[Opening EXERCISE DATA section]
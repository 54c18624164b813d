//! Process-wide outbound request limiter
//!
//! A background ticker offers one permit per period into a channel that holds
//! at most one permit. Ticks that find the slot occupied are dropped, so an
//! idle limiter never builds up a backlog: after any pause exactly one caller
//! proceeds immediately and the rest wait for fresh ticks.

use parking_lot::Mutex;
use std::time::Duration;
use tokio::sync::mpsc::{self, error::TrySendError};
use tokio::task::JoinHandle;
use tokio::time::{self, Instant, MissedTickBehavior};

/// Rate used when the configured value is not positive
pub const DEFAULT_RATE: u32 = 10;

/// Leaky bucket of size one shared by every repository call
#[derive(Debug)]
pub struct RateLimiter {
    /// Waiters queue on this lock in FIFO order
    permits: tokio::sync::Mutex<mpsc::Receiver<()>>,
    ticker: Mutex<Option<JoinHandle<()>>>,
    per_second: u32,
}

impl RateLimiter {
    /// Start a limiter allowing `per_second` permits per second.
    ///
    /// Must be called from within a tokio runtime.
    pub fn new(per_second: u32) -> Self {
        let per_second = if per_second == 0 { DEFAULT_RATE } else { per_second };
        let period = Duration::from_secs(1) / per_second;

        let (sender, receiver) = mpsc::channel(1);
        // The first caller never waits
        let _ = sender.try_send(());

        let ticker = tokio::spawn(async move {
            let mut interval = time::interval_at(Instant::now() + period, period);
            interval.set_missed_tick_behavior(MissedTickBehavior::Delay);
            loop {
                interval.tick().await;
                match sender.try_send(()) {
                    Ok(()) | Err(TrySendError::Full(())) => {},
                    Err(TrySendError::Closed(())) => break,
                }
            }
        });

        Self {
            permits: tokio::sync::Mutex::new(receiver),
            ticker: Mutex::new(Some(ticker)),
            per_second,
        }
    }

    /// Effective permits per second
    pub fn per_second(&self) -> u32 {
        self.per_second
    }

    /// Wait until a permit is available.
    ///
    /// Returns immediately once the limiter has been shut down.
    pub async fn acquire(&self) {
        let mut permits = self.permits.lock().await;
        if permits.recv().await.is_none() {
            tracing::trace!("rate limiter is shut down, passing through");
        }
    }

    /// Stop the background ticker. Safe to call more than once.
    pub fn shutdown(&self) {
        if let Some(ticker) = self.ticker.lock().take() {
            ticker.abort();
            tracing::debug!("rate limiter stopped");
        }
    }

    pub fn is_shut_down(&self) -> bool {
        self.ticker.lock().is_none()
    }
}

impl Drop for RateLimiter {
    fn drop(&mut self) {
        self.shutdown();
    }
}

#[cfg(test)]
mod tests {
    use super::*;
    use std::sync::Arc;

    #[tokio::test]
    async fn test_non_positive_rate_uses_default() {
        let limiter = RateLimiter::new(0);
        assert_eq!(limiter.per_second(), DEFAULT_RATE);
    }

    #[tokio::test]
    async fn test_first_permit_is_immediate() {
        let limiter = RateLimiter::new(1);
        let start = Instant::now();
        limiter.acquire().await;
        assert!(start.elapsed() < Duration::from_millis(100));
    }

    #[tokio::test]
    async fn test_throughput_is_bounded() {
        // 5 permits at 20/s need at least 4 ticks of 50ms
        let limiter = RateLimiter::new(20);
        let start = Instant::now();
        for _ in 0..5 {
            limiter.acquire().await;
        }
        assert!(start.elapsed() >= Duration::from_millis(190));
    }

    #[tokio::test]
    async fn test_idle_period_does_not_accumulate_permits() {
        let limiter = RateLimiter::new(10);
        tokio::time::sleep(Duration::from_millis(320)).await;

        let start = Instant::now();
        limiter.acquire().await;
        assert!(start.elapsed() < Duration::from_millis(50));

        let second = Instant::now();
        limiter.acquire().await;
        assert!(second.elapsed() >= Duration::from_millis(40));
    }

    #[tokio::test]
    async fn test_concurrent_callers_share_the_cap() {
        let limiter = Arc::new(RateLimiter::new(20));
        let start = Instant::now();

        let handles: Vec<_> = (0..6)
            .map(|_| {
                let limiter = Arc::clone(&limiter);
                tokio::spawn(async move { limiter.acquire().await })
            })
            .collect();
        for handle in handles {
            handle.await.unwrap();
        }

        assert!(start.elapsed() >= Duration::from_millis(240));
    }

    #[tokio::test]
    async fn test_shutdown_is_idempotent() {
        let limiter = RateLimiter::new(5);
        assert!(!limiter.is_shut_down());
        limiter.shutdown();
        limiter.shutdown();
        assert!(limiter.is_shut_down());

        // Drains the initial permit, then passes through
        limiter.acquire().await;
        tokio::time::timeout(Duration::from_millis(100), limiter.acquire())
            .await
            .unwrap();
    }
}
[Closing EXERCISE DATA section]
#### WORK REQUIRED
In the records, which lines mention the word "JoinHandle"? Copy those lines.

#### ANSWER BOX
use tokio::task::JoinHandle;
    ticker: Mutex<Option<JoinHandle<()>>>,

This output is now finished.